Sometime during my earlier days whenever I bought a different colored ink for my fountain pen the first thing I would do is start doodling on a blank page. I would just write anything and everything on the page. Things that would not make sense at all to anyone and not even to me. I would go on like this for as long as the ink lasted in my pen. As Arthur Hailey writes:

“I never just sit and think; I do it by making notes because you doodle naturally. The first ideas are always very naïve, and I always destroy them because I never want anyone to read them.”

I too would tear the pages fearing that someone would read them. I wouldn’t even read them myself.

Afterwards however, I would feel guilty and blame myself for wasting my time instead of working on my story or novel. Usually the things I wrote about would be what upset and bothered me at that particular time. It could be something personal or a general idea or concept that I may have come across somehow.

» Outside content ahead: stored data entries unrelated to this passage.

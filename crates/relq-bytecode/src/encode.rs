//! Forward-only bytecode writer
//!
//! Multi-byte integers are big-endian. Names are a u16 length then UTF-8.
//! Literals are a tag byte then the payload:
//!
//! | tag | value    | payload                               |
//! |-----|----------|---------------------------------------|
//! | 0   | void     |                                       |
//! | 1   | bool     | u8                                    |
//! | 2   | number   | 16 byte decimal                       |
//! | 3   | text     | u32 length, UTF-8                     |
//! | 4   | binary   | u32 length, bytes                     |
//! | 5   | time     | i64 milliseconds since the epoch      |
//! | 6   | tuple    | u16 count, (name, value)*             |
//! | 7   | relation | heading, u32 rows, values row by row  |
//! | 8   | heading  | heading                               |
//!
//! A heading is a u16 column count then (name, type) per column.

use crate::{ByteCode, ExprBlock, OpCode};
use relq_diagnostics::{ErrorCode, RQ0202, RQ0300, RQ0301};
use relq_types::{DataType, Heading, Value};
use thiserror::Error;

pub(crate) const TAG_VOID: u8 = 0;
pub(crate) const TAG_BOOL: u8 = 1;
pub(crate) const TAG_NUMBER: u8 = 2;
pub(crate) const TAG_TEXT: u8 = 3;
pub(crate) const TAG_BINARY: u8 = 4;
pub(crate) const TAG_TIME: u8 = 5;
pub(crate) const TAG_TUPLE: u8 = 6;
pub(crate) const TAG_RELATION: u8 = 7;
pub(crate) const TAG_HEADING: u8 = 8;

pub(crate) const TYPE_BOOL: u8 = 0;
pub(crate) const TYPE_NUMBER: u8 = 1;
pub(crate) const TYPE_TEXT: u8 = 2;
pub(crate) const TYPE_BINARY: u8 = 3;
pub(crate) const TYPE_TIME: u8 = 4;
pub(crate) const TYPE_TUPLE: u8 = 5;
pub(crate) const TYPE_RELATION: u8 = 6;
pub(crate) const TYPE_USER: u8 = 7;
pub(crate) const TYPE_CODE: u8 = 8;
pub(crate) const TYPE_VOID: u8 = 9;

#[derive(Debug, Clone, PartialEq, Eq, Error)]
pub enum EmitError {
    #[error("name '{0}' is too long to encode")]
    NameTooLong(String),

    #[error("'{name}' called with {arity} arguments, more than 255")]
    ArityOverflow { name: String, arity: usize },

    #[error("unresolved placeholder type {0} reached emission")]
    Placeholder(String),

    #[error("{what} too large to encode")]
    TooLarge { what: &'static str },
}

impl EmitError {
    pub fn code(&self) -> ErrorCode {
        match self {
            Self::Placeholder(_) => RQ0301,
            Self::ArityOverflow { .. } => RQ0202,
            _ => RQ0300,
        }
    }
}

pub type EmitResult<T = ()> = Result<T, EmitError>;

#[derive(Debug, Clone, Default)]
pub struct Emitter {
    code: Vec<u8>,
}

impl Emitter {
    pub fn new() -> Self {
        Self::default()
    }

    pub fn len(&self) -> usize {
        self.code.len()
    }

    pub fn is_empty(&self) -> bool {
        self.code.is_empty()
    }

    /// Take the finished buffer
    pub fn finish(self) -> ByteCode {
        ByteCode::from_bytes(self.code)
    }

    // === raw writers ===

    fn op(&mut self, op: OpCode) {
        self.code.push(op as u8);
    }

    fn u8(&mut self, v: u8) {
        self.code.push(v);
    }

    fn u16(&mut self, v: u16) {
        self.code.extend_from_slice(&v.to_be_bytes());
    }

    fn u32(&mut self, v: u32) {
        self.code.extend_from_slice(&v.to_be_bytes());
    }

    fn len_u16(&mut self, len: usize, what: &'static str) -> EmitResult {
        let len = u16::try_from(len).map_err(|_| EmitError::TooLarge { what })?;
        self.u16(len);
        Ok(())
    }

    fn len_u32(&mut self, len: usize, what: &'static str) -> EmitResult {
        let len = u32::try_from(len).map_err(|_| EmitError::TooLarge { what })?;
        self.u32(len);
        Ok(())
    }

    fn name(&mut self, name: &str) -> EmitResult {
        let len = u16::try_from(name.len()).map_err(|_| EmitError::NameTooLong(name.to_string()))?;
        self.u16(len);
        self.code.extend_from_slice(name.as_bytes());
        Ok(())
    }

    fn arity(&mut self, name: &str, arity: usize) -> EmitResult {
        let n = u8::try_from(arity).map_err(|_| EmitError::ArityOverflow {
            name: name.to_string(),
            arity,
        })?;
        self.u8(n);
        Ok(())
    }

    fn data_type(&mut self, ty: &DataType) -> EmitResult {
        match ty {
            DataType::Bool => self.u8(TYPE_BOOL),
            DataType::Number => self.u8(TYPE_NUMBER),
            DataType::Text => self.u8(TYPE_TEXT),
            DataType::Binary => self.u8(TYPE_BINARY),
            DataType::Time => self.u8(TYPE_TIME),
            DataType::Tuple(h) => {
                self.u8(TYPE_TUPLE);
                self.heading(h)?;
            }
            DataType::Relation(h) => {
                self.u8(TYPE_RELATION);
                self.heading(h)?;
            }
            DataType::User(u) => {
                self.u8(TYPE_USER);
                self.name(&u.name)?;
                self.heading(&u.heading)?;
                match &u.supertype {
                    Some(sup) => {
                        self.u8(1);
                        self.data_type(sup)?;
                    }
                    None => self.u8(0),
                }
            }
            DataType::Code => self.u8(TYPE_CODE),
            DataType::Void => self.u8(TYPE_VOID),
            placeholder => return Err(EmitError::Placeholder(placeholder.to_string())),
        }
        Ok(())
    }

    fn heading(&mut self, heading: &Heading) -> EmitResult {
        self.len_u16(heading.degree(), "heading")?;
        for column in heading.iter() {
            self.name(&column.name)?;
            self.data_type(&column.data_type)?;
        }
        Ok(())
    }

    fn value(&mut self, value: &Value) -> EmitResult {
        match value {
            Value::Void => self.u8(TAG_VOID),
            Value::Bool(b) => {
                self.u8(TAG_BOOL);
                self.u8(u8::from(*b));
            }
            Value::Number(n) => {
                self.u8(TAG_NUMBER);
                self.code.extend_from_slice(&n.serialize());
            }
            Value::Text(s) => {
                self.u8(TAG_TEXT);
                self.len_u32(s.len(), "text literal")?;
                self.code.extend_from_slice(s.as_bytes());
            }
            Value::Binary(bytes) => {
                self.u8(TAG_BINARY);
                self.len_u32(bytes.len(), "binary literal")?;
                self.code.extend_from_slice(bytes);
            }
            Value::Time(t) => {
                self.u8(TAG_TIME);
                self.code
                    .extend_from_slice(&t.and_utc().timestamp_millis().to_be_bytes());
            }
            Value::Tuple(fields) => {
                self.u8(TAG_TUPLE);
                self.len_u16(fields.len(), "tuple literal")?;
                for (name, v) in fields {
                    self.name(name)?;
                    self.value(v)?;
                }
            }
            Value::Relation { heading, rows } => {
                self.u8(TAG_RELATION);
                self.heading(heading)?;
                self.len_u32(rows.len(), "relation literal")?;
                for row in rows {
                    for v in row {
                        self.value(v)?;
                    }
                }
            }
            Value::Heading(h) => {
                self.u8(TAG_HEADING);
                self.heading(h)?;
            }
        }
        Ok(())
    }

    // === instructions ===

    pub fn load_value(&mut self, value: &Value) -> EmitResult {
        self.op(OpCode::LoadValue);
        self.value(value)
    }

    pub fn load_catalog(&mut self, name: &str) -> EmitResult {
        self.op(OpCode::LoadCatalog);
        self.name(name)
    }

    pub fn load_catalog_ref(&mut self, name: &str) -> EmitResult {
        self.op(OpCode::LoadCatalogRef);
        self.name(name)
    }

    pub fn load_field(&mut self, name: &str) -> EmitResult {
        self.op(OpCode::LoadField);
        self.name(name)
    }

    pub fn load_component(&mut self, name: &str) -> EmitResult {
        self.op(OpCode::LoadComponent);
        self.name(name)
    }

    pub fn load_tuple_field(&mut self, name: &str) -> EmitResult {
        self.op(OpCode::LoadTupleField);
        self.name(name)
    }

    pub fn load_acc_block(&mut self) {
        self.op(OpCode::LoadAccBlock);
    }

    pub fn load_lookup(&mut self) {
        self.op(OpCode::LoadLookup);
    }

    pub fn load_segment(&mut self, block: &ExprBlock) -> EmitResult {
        self.op(OpCode::LoadSegment);
        self.name(&block.name)?;
        self.u8(block.kind as u8);
        self.len_u16(block.accums, "accumulator count")?;
        self.u8(block.flags.bits());
        self.heading(&block.lookup)?;
        self.len_u32(block.code.len(), "segment")?;
        self.code.extend_from_slice(block.code.as_bytes());
        Ok(())
    }

    pub fn call(&mut self, name: &str, arity: usize) -> EmitResult {
        self.op(OpCode::Call);
        self.name(name)?;
        self.arity(name, arity)
    }

    pub fn call_var(&mut self, name: &str, fixed: usize, var: usize) -> EmitResult {
        self.op(OpCode::CallVar);
        self.name(name)?;
        self.arity(name, fixed)?;
        self.arity(name, var)
    }

    pub fn call_var_table(&mut self, name: &str, fixed: usize, var: usize) -> EmitResult {
        self.op(OpCode::CallVarTable);
        self.name(name)?;
        self.arity(name, fixed)?;
        self.arity(name, var)
    }

    pub fn end(&mut self) {
        self.op(OpCode::End);
    }
}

“I start with a concept that outrages me, something that bothers the hell out of me. I think arresting fiction is written out of a sense of outrage. I try to find something with an underpinning of reality. I generally go back over recent history looking for a situation where the events have a conceivable official explanation but where the solution might be other than it is purposed to be.” Robert Ludlum

After all the years I just wish I had kept those pages somehow, somewhere instead of destroying them. I don’t even know if I would have ever used them or if they were any good. All I know is that writing those pages have helped me a lot and led the way to this day.

To use Julia Cameron’s words:

“We should write because it is human nature to write. Writing claims our world. It makes it directly and specifically our own. We should write because humans are spiritual beings and writing is a powerful form of prayer and meditation, connecting us both to our own insights and to a higher and deeper level of inner guidance.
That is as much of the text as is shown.